== INSTRUCTIONS TO FOLLOW ==
Please filter the listing below and copy out the lines that hold "Joel".

== DATA PROVIDED ==
//! Integration tests for the column normalizer.

use film_model::{CellValue, Row, Table};
use film_normalize::{
    DEFAULT_DATE_FORMAT, NormalizeError, NormalizeOptions, SourceRecipe, normalize,
    normalize_source, to_date,
};

fn imdb_top() -> Table {
    Table::with_rows(
        vec!["Movie_Title".into(), "Year".into(), "Director".into()],
        vec![
            Row::new(vec!["Heat".into(), CellValue::Number(1995.0), "Michael Mann".into()]),
            Row::new(vec![
                "No Country for Old Men".into(),
                CellValue::Number(2007.0),
                "Ethan Coen, Joel Coen".into(),
            ]),
        ],
    )
    .expect("raw table")
}

#[test]
fn renames_orders_and_splits_only_free_text() {
    let table = normalize(
        imdb_top(),
        &["movie_name", "movie_date", "director"],
        &NormalizeOptions::default(),
    )
    .expect("normalize");

    assert_eq!(table.columns(), ["movie_name", "movie_date", "director"]);
    assert_eq!(table.cell(0, "movie_name"), Some(&CellValue::text("Heat")));
    assert_eq!(table.cell(0, "movie_date"), Some(&CellValue::Number(1995.0)));
    assert_eq!(table.cell(0, "director"), Some(&CellValue::list(["Michael Mann"])));
    assert_eq!(
        table.cell(1, "director"),
        Some(&CellValue::list(["Ethan Coen", "Joel Coen"]))
    );
}

#[test]
fn name_count_must_match_columns() {
    let err = normalize(
        imdb_top(),
        &["movie_name", "movie_date"],
        &NormalizeOptions::default(),
    )
    .expect_err("two names for three columns");
    assert_eq!(
        err,
        NormalizeError::SchemaMismatch {
            expected: 3,
            actual: 2
        }
    );
}

#[test]
fn mixed_case_plural_headers_are_canonicalized() {
    let table = Table::with_rows(
        vec!["Stars".into(), "Title".into()],
        vec![Row::new(vec!["Al Pacino; Robert De Niro".into(), "Heat".into()])],
    )
    .expect("raw table");
    let table = normalize(table, &["Actors", "Movie_Name"], &NormalizeOptions::default())
        .expect("normalize");
    assert_eq!(table.columns(), ["movie_name", "actor"]);
    assert_eq!(
        table.cell(0, "actor"),
        Some(&CellValue::list(["Al Pacino", "Robert De Niro"]))
    );
}

#[test]
fn dates_fail_open() {
    let table = Table::with_rows(
        vec!["movie_date".into()],
        vec![
            Row::new(vec!["July 18, 2008".into()]),
            Row::new(vec![CellValue::list(["1999-03-31"])]),
            Row::new(vec!["sometime in the nineties".into()]),
            Row::new(vec![CellValue::Missing]),
        ],
    )
    .expect("table");
    let table = to_date(table, "movie_date", DEFAULT_DATE_FORMAT).expect("to_date");
    let column = table.column("movie_date").expect("column");
    assert_eq!(column[0].render(), "2008");
    assert!(column[0].is_date());
    assert_eq!(column[1].render(), "1999");
    assert_eq!(column[2], &CellValue::text("sometime in the nineties"));
    assert_eq!(column[3], &CellValue::Missing);
}

#[test]
fn full_date_format_keeps_days() {
    let table = Table::with_rows(
        vec!["person_dateofbirth".into()],
        vec![Row::new(vec!["25 April 1940".into()])],
    )
    .expect("table");
    let table = to_date(table, "person_dateofbirth", "%Y-%m-%d").expect("to_date");
    assert_eq!(table.cell(0, "person_dateofbirth").expect("cell").render(), "1940-04-25");
}

#[test]
fn invalid_format_and_unknown_column_are_errors() {
    let table = Table::new(vec!["movie_date".into()]).expect("table");
    let err = to_date(table.clone(), "movie_date", "%Q").expect_err("bad format");
    assert!(matches!(err, NormalizeError::InvalidDateFormat(_)));
    let err = to_date(table, "release", DEFAULT_DATE_FORMAT).expect_err("unknown column");
    assert_eq!(err, NormalizeError::ColumnNotFound("release".into()));
}

#[test]
fn source_recipe_reads_from_toml() {
    let recipe: SourceRecipe = toml::from_str(
        r#"
        names = ["movie_name", "_", "movie_date", "director"]
        dates = ["movie_date"]
        no_split = ["director"]
        "#,
    )
    .expect("parse recipe");
    assert_eq!(recipe.date_format, DEFAULT_DATE_FORMAT);

    let raw = Table::with_rows(
        vec!["title".into(), "rank".into(), "year".into(), "director".into()],
        vec![Row::new(vec![
            "Heat".into(),
            CellValue::Number(12.0),
            "1995".into(),
            "Michael Mann".into(),
        ])],
    )
    .expect("raw table");
    let table = normalize_source(raw, &recipe).expect("normalize source");
    assert_eq!(table.columns(), ["movie_name", "movie_date", "director"]);
    assert_eq!(table.cell(0, "director"), Some(&CellValue::text("Michael Mann")));
    assert_eq!(table.cell(0, "movie_date").expect("cell").render(), "1995");
}

#[test]
fn source_recipe_rejects_unknown_fields() {
    let result: Result<SourceRecipe, _> = toml::from_str(
        r#"
        names = ["movie_name"]
        headers = ["movie_name"]
        "#,
    );
    assert!(result.is_err());
}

== COMPLETED TASK ==
                "Ethan Coen, Joel Coen".into(),
        Some(&CellValue::list(["Ethan Coen", "Joel Coen"]))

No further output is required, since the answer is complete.